Recorded data
-- Opening Marker --
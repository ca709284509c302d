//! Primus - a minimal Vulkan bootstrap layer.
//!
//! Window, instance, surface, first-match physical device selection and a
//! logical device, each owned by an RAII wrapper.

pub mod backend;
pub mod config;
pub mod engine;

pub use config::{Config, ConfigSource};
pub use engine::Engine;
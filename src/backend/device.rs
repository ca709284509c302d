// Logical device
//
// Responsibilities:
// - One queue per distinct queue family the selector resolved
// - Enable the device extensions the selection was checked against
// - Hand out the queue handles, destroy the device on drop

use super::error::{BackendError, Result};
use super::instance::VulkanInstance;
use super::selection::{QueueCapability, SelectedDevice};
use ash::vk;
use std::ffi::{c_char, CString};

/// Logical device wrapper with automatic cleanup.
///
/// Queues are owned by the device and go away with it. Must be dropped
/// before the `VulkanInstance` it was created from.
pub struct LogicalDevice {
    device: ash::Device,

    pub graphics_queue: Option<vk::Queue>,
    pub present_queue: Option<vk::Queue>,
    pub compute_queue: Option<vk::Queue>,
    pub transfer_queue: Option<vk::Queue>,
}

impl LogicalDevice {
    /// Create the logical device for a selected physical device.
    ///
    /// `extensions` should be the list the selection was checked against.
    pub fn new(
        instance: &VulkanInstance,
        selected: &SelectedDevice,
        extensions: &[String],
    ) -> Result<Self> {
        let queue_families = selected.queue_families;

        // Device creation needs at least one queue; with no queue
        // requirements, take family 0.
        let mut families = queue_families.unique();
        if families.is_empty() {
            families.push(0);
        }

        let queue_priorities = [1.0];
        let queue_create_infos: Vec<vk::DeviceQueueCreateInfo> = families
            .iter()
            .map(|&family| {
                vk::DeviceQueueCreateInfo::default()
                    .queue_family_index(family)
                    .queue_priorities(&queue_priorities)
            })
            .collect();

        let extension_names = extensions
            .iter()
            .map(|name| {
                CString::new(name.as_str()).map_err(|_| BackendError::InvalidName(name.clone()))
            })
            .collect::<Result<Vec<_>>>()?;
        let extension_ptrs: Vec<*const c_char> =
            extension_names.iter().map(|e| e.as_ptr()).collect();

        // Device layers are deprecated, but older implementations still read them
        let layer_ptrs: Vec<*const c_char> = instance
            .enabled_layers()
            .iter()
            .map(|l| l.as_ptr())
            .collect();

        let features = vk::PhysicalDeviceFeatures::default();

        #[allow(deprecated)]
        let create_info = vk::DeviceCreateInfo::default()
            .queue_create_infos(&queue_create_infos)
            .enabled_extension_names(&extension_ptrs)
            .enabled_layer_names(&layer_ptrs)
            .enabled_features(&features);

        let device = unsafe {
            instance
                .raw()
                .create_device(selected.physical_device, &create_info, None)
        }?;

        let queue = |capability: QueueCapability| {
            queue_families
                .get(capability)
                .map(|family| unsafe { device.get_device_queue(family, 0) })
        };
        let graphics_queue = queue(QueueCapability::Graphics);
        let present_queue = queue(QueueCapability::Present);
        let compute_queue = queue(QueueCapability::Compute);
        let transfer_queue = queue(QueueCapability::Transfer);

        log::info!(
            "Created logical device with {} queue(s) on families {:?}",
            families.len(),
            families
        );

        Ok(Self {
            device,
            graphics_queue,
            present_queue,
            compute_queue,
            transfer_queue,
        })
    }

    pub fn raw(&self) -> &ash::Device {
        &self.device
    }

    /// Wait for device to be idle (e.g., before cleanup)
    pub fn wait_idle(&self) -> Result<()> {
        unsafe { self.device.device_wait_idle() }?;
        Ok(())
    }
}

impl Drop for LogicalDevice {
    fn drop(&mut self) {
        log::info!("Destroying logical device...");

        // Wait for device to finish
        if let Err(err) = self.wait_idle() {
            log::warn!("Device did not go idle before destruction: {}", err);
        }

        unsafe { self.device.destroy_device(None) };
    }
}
-- Closing Marker --
-- Opening Marker --
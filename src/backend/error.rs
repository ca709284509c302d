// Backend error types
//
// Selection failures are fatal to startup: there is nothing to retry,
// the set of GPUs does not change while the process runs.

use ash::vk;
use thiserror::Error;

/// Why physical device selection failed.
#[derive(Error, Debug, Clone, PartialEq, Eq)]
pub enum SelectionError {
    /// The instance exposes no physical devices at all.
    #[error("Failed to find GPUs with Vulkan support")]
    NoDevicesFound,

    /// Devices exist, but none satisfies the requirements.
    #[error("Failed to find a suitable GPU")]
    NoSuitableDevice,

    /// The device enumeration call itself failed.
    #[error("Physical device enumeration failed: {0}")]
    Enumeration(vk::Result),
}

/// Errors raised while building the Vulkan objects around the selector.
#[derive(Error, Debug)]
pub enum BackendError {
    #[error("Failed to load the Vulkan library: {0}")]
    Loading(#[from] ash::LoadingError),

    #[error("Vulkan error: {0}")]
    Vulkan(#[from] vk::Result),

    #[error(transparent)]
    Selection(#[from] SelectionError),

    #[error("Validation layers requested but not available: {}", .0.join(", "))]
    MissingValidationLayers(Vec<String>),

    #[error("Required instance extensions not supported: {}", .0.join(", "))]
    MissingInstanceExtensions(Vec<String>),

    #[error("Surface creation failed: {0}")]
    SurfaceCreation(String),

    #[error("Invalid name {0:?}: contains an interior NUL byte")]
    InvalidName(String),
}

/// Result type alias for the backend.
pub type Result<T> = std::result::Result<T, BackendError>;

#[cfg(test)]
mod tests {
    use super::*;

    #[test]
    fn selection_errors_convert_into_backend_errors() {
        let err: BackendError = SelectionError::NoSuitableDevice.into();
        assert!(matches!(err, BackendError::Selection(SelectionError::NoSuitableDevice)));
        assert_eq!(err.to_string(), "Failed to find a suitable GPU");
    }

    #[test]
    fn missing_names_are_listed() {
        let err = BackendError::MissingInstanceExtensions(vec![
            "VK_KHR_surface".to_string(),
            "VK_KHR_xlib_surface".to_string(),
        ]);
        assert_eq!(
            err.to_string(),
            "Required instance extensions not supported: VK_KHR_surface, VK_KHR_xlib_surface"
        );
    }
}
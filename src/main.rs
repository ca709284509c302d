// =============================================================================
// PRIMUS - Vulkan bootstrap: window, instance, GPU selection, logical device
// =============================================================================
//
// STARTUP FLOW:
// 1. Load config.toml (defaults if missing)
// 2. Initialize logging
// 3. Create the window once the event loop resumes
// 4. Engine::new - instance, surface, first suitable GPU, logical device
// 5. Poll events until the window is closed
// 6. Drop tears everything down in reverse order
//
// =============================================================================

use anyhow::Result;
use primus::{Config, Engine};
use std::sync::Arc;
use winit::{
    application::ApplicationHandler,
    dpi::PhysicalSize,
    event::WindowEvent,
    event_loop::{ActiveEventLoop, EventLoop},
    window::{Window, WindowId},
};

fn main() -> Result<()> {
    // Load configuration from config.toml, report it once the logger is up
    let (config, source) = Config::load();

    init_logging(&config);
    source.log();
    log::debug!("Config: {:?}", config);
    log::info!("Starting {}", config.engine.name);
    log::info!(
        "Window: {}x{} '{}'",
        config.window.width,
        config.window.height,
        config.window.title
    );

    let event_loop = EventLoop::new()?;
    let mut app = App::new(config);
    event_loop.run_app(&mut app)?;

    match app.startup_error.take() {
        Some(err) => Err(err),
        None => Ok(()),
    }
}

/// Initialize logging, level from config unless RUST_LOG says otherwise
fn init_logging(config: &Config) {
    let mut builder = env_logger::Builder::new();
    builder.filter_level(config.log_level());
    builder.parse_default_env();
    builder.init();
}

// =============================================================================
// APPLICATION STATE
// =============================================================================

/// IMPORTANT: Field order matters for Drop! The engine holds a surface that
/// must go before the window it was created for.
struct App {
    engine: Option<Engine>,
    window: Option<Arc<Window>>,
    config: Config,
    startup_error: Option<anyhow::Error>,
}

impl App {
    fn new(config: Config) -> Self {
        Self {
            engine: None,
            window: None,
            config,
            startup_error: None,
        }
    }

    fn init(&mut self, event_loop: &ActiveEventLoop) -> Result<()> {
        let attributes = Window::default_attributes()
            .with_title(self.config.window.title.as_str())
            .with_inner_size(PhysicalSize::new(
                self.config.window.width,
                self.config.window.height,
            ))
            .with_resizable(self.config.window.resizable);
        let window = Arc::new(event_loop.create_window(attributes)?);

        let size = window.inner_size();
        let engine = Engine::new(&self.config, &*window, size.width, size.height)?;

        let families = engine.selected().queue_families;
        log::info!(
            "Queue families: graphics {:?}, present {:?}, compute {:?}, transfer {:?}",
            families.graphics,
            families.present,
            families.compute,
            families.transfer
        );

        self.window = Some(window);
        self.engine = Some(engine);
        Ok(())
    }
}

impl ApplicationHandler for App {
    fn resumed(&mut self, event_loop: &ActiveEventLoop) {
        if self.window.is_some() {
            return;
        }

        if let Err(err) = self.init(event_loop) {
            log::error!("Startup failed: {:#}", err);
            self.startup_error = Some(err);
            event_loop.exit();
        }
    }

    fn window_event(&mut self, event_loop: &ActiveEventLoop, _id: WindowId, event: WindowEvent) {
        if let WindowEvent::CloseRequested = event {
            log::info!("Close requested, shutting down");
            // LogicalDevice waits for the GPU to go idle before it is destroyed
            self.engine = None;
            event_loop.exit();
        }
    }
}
-- Closing Marker --
-- Opening Marker --
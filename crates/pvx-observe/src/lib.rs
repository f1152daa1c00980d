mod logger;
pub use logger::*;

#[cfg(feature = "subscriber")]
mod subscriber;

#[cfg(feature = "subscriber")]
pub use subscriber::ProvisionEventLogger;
-- Closing Marker --
Task objective
Wherever the string "filename" appears in the entries above, list that line.

Response to this task
filename src/backend/device.rs
filename src/backend/error.rs
filename src/main.rs
filename crates/pvx-observe/src/lib.rs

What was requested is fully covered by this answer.